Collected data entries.
use chrono::{DateTime, Utc};
use serde::Serialize;

pub fn print_json<T: Serialize>(value: &T) -> anyhow::Result<()> {
    let json = serde_json::to_string_pretty(value)?;
    println!("{}", json);
    Ok(())
}

pub fn format_time(t: &DateTime<Utc>) -> String {
    t.format("%Y-%m-%d %H:%M:%S").to_string()
}

/// Cut `cell` to at most `max` characters, marking the cut with `…`.
pub fn truncate(cell: &str, max: usize) -> String {
    if cell.chars().count() <= max {
        return cell.to_string();
    }
    let kept: String = cell.chars().take(max.saturating_sub(1)).collect();
    format!("{kept}…")
}

// ---------------------------------------------------------------------------
// Table
// ---------------------------------------------------------------------------

/// Plain-text listing with one line per row. Columns are padded to their
/// widest cell; a column with a limit is truncated to it.
pub struct Table<'a> {
    headers: &'a [&'a str],
    limits: Vec<Option<usize>>,
    rows: Vec<Vec<String>>,
}

impl<'a> Table<'a> {
    pub fn new(headers: &'a [&'a str]) -> Self {
        Self {
            headers,
            limits: vec![None; headers.len()],
            rows: Vec::new(),
        }
    }

    /// Cap column `col` at `max` characters.
    pub fn limit(mut self, col: usize, max: usize) -> Self {
        if let Some(limit) = self.limits.get_mut(col) {
            *limit = Some(max);
        }
        self
    }

    pub fn push(&mut self, row: Vec<String>) {
        let row = row
            .into_iter()
            .enumerate()
            .map(|(i, cell)| match self.limits.get(i).copied().flatten() {
                Some(max) => truncate(&cell, max),
                None => cell,
            })
            .collect();
        self.rows.push(row);
    }

    pub fn render(&self) -> String {
        let mut widths: Vec<usize> = self.headers.iter().map(|h| h.chars().count()).collect();
        for row in &self.rows {
            for (width, cell) in widths.iter_mut().zip(row) {
                *width = (*width).max(cell.chars().count());
            }
        }

        let mut out = String::new();
        let headers: Vec<&str> = self.headers.to_vec();
        push_line(&mut out, &headers, &widths);
        let sep: Vec<String> = widths.iter().map(|&w| "-".repeat(w)).collect();
        out.push_str(&sep.join("  "));
        out.push('\n');
        for row in &self.rows {
            let cells: Vec<&str> = row.iter().map(String::as_str).collect();
            push_line(&mut out, &cells, &widths);
        }
        out
    }

    pub fn print(&self) {
        print!("{}", self.render());
    }
}

fn push_line(out: &mut String, cells: &[&str], widths: &[usize]) {
    let padded: Vec<String> = cells
        .iter()
        .enumerate()
        .map(|(i, cell)| {
            let w = widths.get(i).copied().unwrap_or(0);
            format!("{cell:w$}")
        })
        .collect();
    out.push_str(padded.join("  ").trim_end());
    out.push('\n');
}

#[cfg(test)]
mod tests {
    use super::*;

    #[test]
    fn truncate_counts_characters() {
        assert_eq!(truncate("short", 10), "short");
        assert_eq!(truncate("connection refused", 10), "connectio…");
        assert_eq!(truncate("éééé", 3), "éé…");
    }

    #[test]
    fn table_pads_columns_and_caps_limited_ones() {
        let headers = ["STEP", "MESSAGE"];
        let mut table = Table::new(&headers).limit(1, 8);
        table.push(vec!["db".into(), "schema already exists".into()]);
        table.push(vec!["search".into(), "ok".into()]);

        assert_eq!(
            table.render(),
            "STEP    MESSAGE\n------  --------\ndb      schema …\nsearch  ok\n"
        );
    }
}
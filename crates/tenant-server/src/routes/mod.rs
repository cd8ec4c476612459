pub mod models;
pub mod runs;
pub mod status;
pub mod tenants;
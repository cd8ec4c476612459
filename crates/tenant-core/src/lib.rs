//! Tenant lifecycle orchestration: ordered provisioning steps executed as a
//! saga, with reverse-order compensation when a step fails.

pub mod config;
pub mod directory;
pub mod error;
pub mod io;
pub mod model;
pub mod orchestrator;
pub mod status;
pub mod step;
pub mod tx;

pub use error::{CompensationFailure, Result, TenantError};
pub use orchestrator::TenantOrchestrator;
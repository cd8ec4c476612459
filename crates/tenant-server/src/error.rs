use axum::http::StatusCode;
use axum::response::{IntoResponse, Response};
use tenant_core::TenantError;

// ---------------------------------------------------------------------------
// Internal sentinel for explicit 400 Bad Request errors
// ---------------------------------------------------------------------------

/// Carries a request-shape problem (unparseable body and the like) through
/// the `anyhow::Error` chain without a `TenantError` variant of its own.
#[derive(Debug)]
struct BadRequestError(String);

impl std::fmt::Display for BadRequestError {
    fn fmt(&self, f: &mut std::fmt::Formatter<'_>) -> std::fmt::Result {
        write!(f, "{}", self.0)
    }
}

impl std::error::Error for BadRequestError {}

// ---------------------------------------------------------------------------
// AppError: unified error type for HTTP responses
// ---------------------------------------------------------------------------

#[derive(Debug)]
pub struct AppError(pub anyhow::Error);

impl AppError {
    pub fn bad_request(msg: impl Into<String>) -> Self {
        Self(BadRequestError(msg.into()).into())
    }
}

fn status_for(e: &TenantError) -> StatusCode {
    match e {
        TenantError::MissingTenantId
        | TenantError::MissingStepData(_)
        | TenantError::InvalidLifecycle(_) => StatusCode::BAD_REQUEST,
        TenantError::TenantNotFound(_) => StatusCode::NOT_FOUND,
        TenantError::TenantBusy(_) => StatusCode::CONFLICT,
        TenantError::Creation { .. } | TenantError::Update { .. } | TenantError::Deletion { .. } => {
            StatusCode::UNPROCESSABLE_ENTITY
        }
        TenantError::DuplicateStep { .. }
        | TenantError::ForeignLease { .. }
        | TenantError::Directory(_)
        | TenantError::SagaLog(_)
        | TenantError::Io(_)
        | TenantError::Yaml(_)
        | TenantError::Json(_) => StatusCode::INTERNAL_SERVER_ERROR,
    }
}

impl IntoResponse for AppError {
    fn into_response(self) -> Response {
        if let Some(b) = self.0.downcast_ref::<BadRequestError>() {
            let body = serde_json::json!({ "error": b.0.clone() });
            return (StatusCode::BAD_REQUEST, axum::Json(body)).into_response();
        }

        let status = self
            .0
            .downcast_ref::<TenantError>()
            .map(status_for)
            .unwrap_or(StatusCode::INTERNAL_SERVER_ERROR);

        let body = serde_json::json!({ "error": self.0.to_string() });
        (status, axum::Json(body)).into_response()
    }
}

impl<E> From<E> for AppError
where
    E: Into<anyhow::Error>,
{
    fn from(err: E) -> Self {
        Self(err.into())
    }
}

#[cfg(test)]
mod tests {
    use super::*;
    use tenant_core::step::StepError;

    #[test]
    fn tenant_not_found_maps_to_404() {
        let err = AppError(TenantError::TenantNotFound("acme.com".into()).into());
        assert_eq!(err.into_response().status(), StatusCode::NOT_FOUND);
    }

    #[test]
    fn busy_tenant_maps_to_409() {
        let err = AppError(TenantError::TenantBusy("acme.com".into()).into());
        assert_eq!(err.into_response().status(), StatusCode::CONFLICT);
    }

    #[test]
    fn malformed_model_maps_to_400() {
        let err = AppError(TenantError::MissingTenantId.into());
        assert_eq!(err.into_response().status(), StatusCode::BAD_REQUEST);

        let err = AppError(TenantError::MissingStepData("db".into()).into());
        assert_eq!(err.into_response().status(), StatusCode::BAD_REQUEST);

        let err = AppError::bad_request("expected an object");
        assert_eq!(err.into_response().status(), StatusCode::BAD_REQUEST);
    }

    #[test]
    fn failed_run_maps_to_422() {
        let err = AppError(
            TenantError::Deletion {
                tenant_id: "acme.com".into(),
                step: "db".into(),
                source: StepError::failed("locked"),
            }
            .into(),
        );
        assert_eq!(err.into_response().status(), StatusCode::UNPROCESSABLE_ENTITY);
    }

    #[test]
    fn saga_log_error_maps_to_500() {
        let err = AppError(TenantError::SagaLog("disk full".into()).into());
        assert_eq!(err.into_response().status(), StatusCode::INTERNAL_SERVER_ERROR);
    }

    #[test]
    fn foreign_error_maps_to_500() {
        let err = AppError(anyhow::anyhow!("something unexpected"));
        assert_eq!(err.into_response().status(), StatusCode::INTERNAL_SERVER_ERROR);
    }

    #[test]
    fn response_body_is_json() {
        let response = AppError(TenantError::TenantNotFound("x".into()).into()).into_response();
        let ct = response
            .headers()
            .get(axum::http::header::CONTENT_TYPE)
            .expect("should have content-type");
        assert!(ct.to_str().unwrap().contains("application/json"));
    }
}
//! Transaction boundary around each step operation.
//!
//! No subsystem joins a shared transaction, so every step execution and every
//! compensation commits on its own. A later failure therefore never silently
//! undoes an earlier, already visible effect; undoing is the job of the
//! step's `delete`.

use crate::step::StepResult;

pub trait TransactionSupport: Send + Sync {
    /// Run `work` in a fresh, independent transaction: commit when it returns
    /// `Ok`, roll back when it returns `Err`. The result is passed through.
    fn invoke_in_new_tx(&self, work: &mut dyn FnMut() -> StepResult) -> StepResult;
}

/// For deployments without a transactional resource: runs the work as is.
#[derive(Debug, Default, Clone, Copy)]
pub struct NoTransaction;

impl TransactionSupport for NoTransaction {
    fn invoke_in_new_tx(&self, work: &mut dyn FnMut() -> StepResult) -> StepResult {
        work()
    }
}

#[cfg(test)]
mod tests {
    use super::*;
    use crate::step::StepError;

    #[test]
    fn no_transaction_passes_result_through() {
        let tx = NoTransaction;
        let mut calls = 0;
        assert!(tx
            .invoke_in_new_tx(&mut || {
                calls += 1;
                Ok(())
            })
            .is_ok());
        let err = tx
            .invoke_in_new_tx(&mut || Err(StepError::failed("rolled back")))
            .unwrap_err();
        assert_eq!(err.to_string(), "rolled back");
        assert_eq!(calls, 1);
    }
}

PROBLEM TO WORK ON. Your reply is to repeat, unchanged, the lines above running from the one with "pub mod directory;" up to and including the one with "impl std::error::Error for".

OUTPUT BELOW.
pub mod directory;
pub mod error;
pub mod io;
pub mod model;
pub mod orchestrator;
pub mod status;
pub mod step;
pub mod tx;

pub use error::{CompensationFailure, Result, TenantError};
pub use orchestrator::TenantOrchestrator;
repository cd8ec4c476612459
filename crates/tenant-server/src/error.rs
use axum::http::StatusCode;
use axum::response::{IntoResponse, Response};
use tenant_core::TenantError;

// ---------------------------------------------------------------------------
// Internal sentinel for explicit 400 Bad Request errors
// ---------------------------------------------------------------------------

/// Carries a request-shape problem (unparseable body and the like) through
/// the `anyhow::Error` chain without a `TenantError` variant of its own.
#[derive(Debug)]
struct BadRequestError(String);

impl std::fmt::Display for BadRequestError {
    fn fmt(&self, f: &mut std::fmt::Formatter<'_>) -> std::fmt::Result {
        write!(f, "{}", self.0)
    }
}

impl std::error::Error for BadRequestError {}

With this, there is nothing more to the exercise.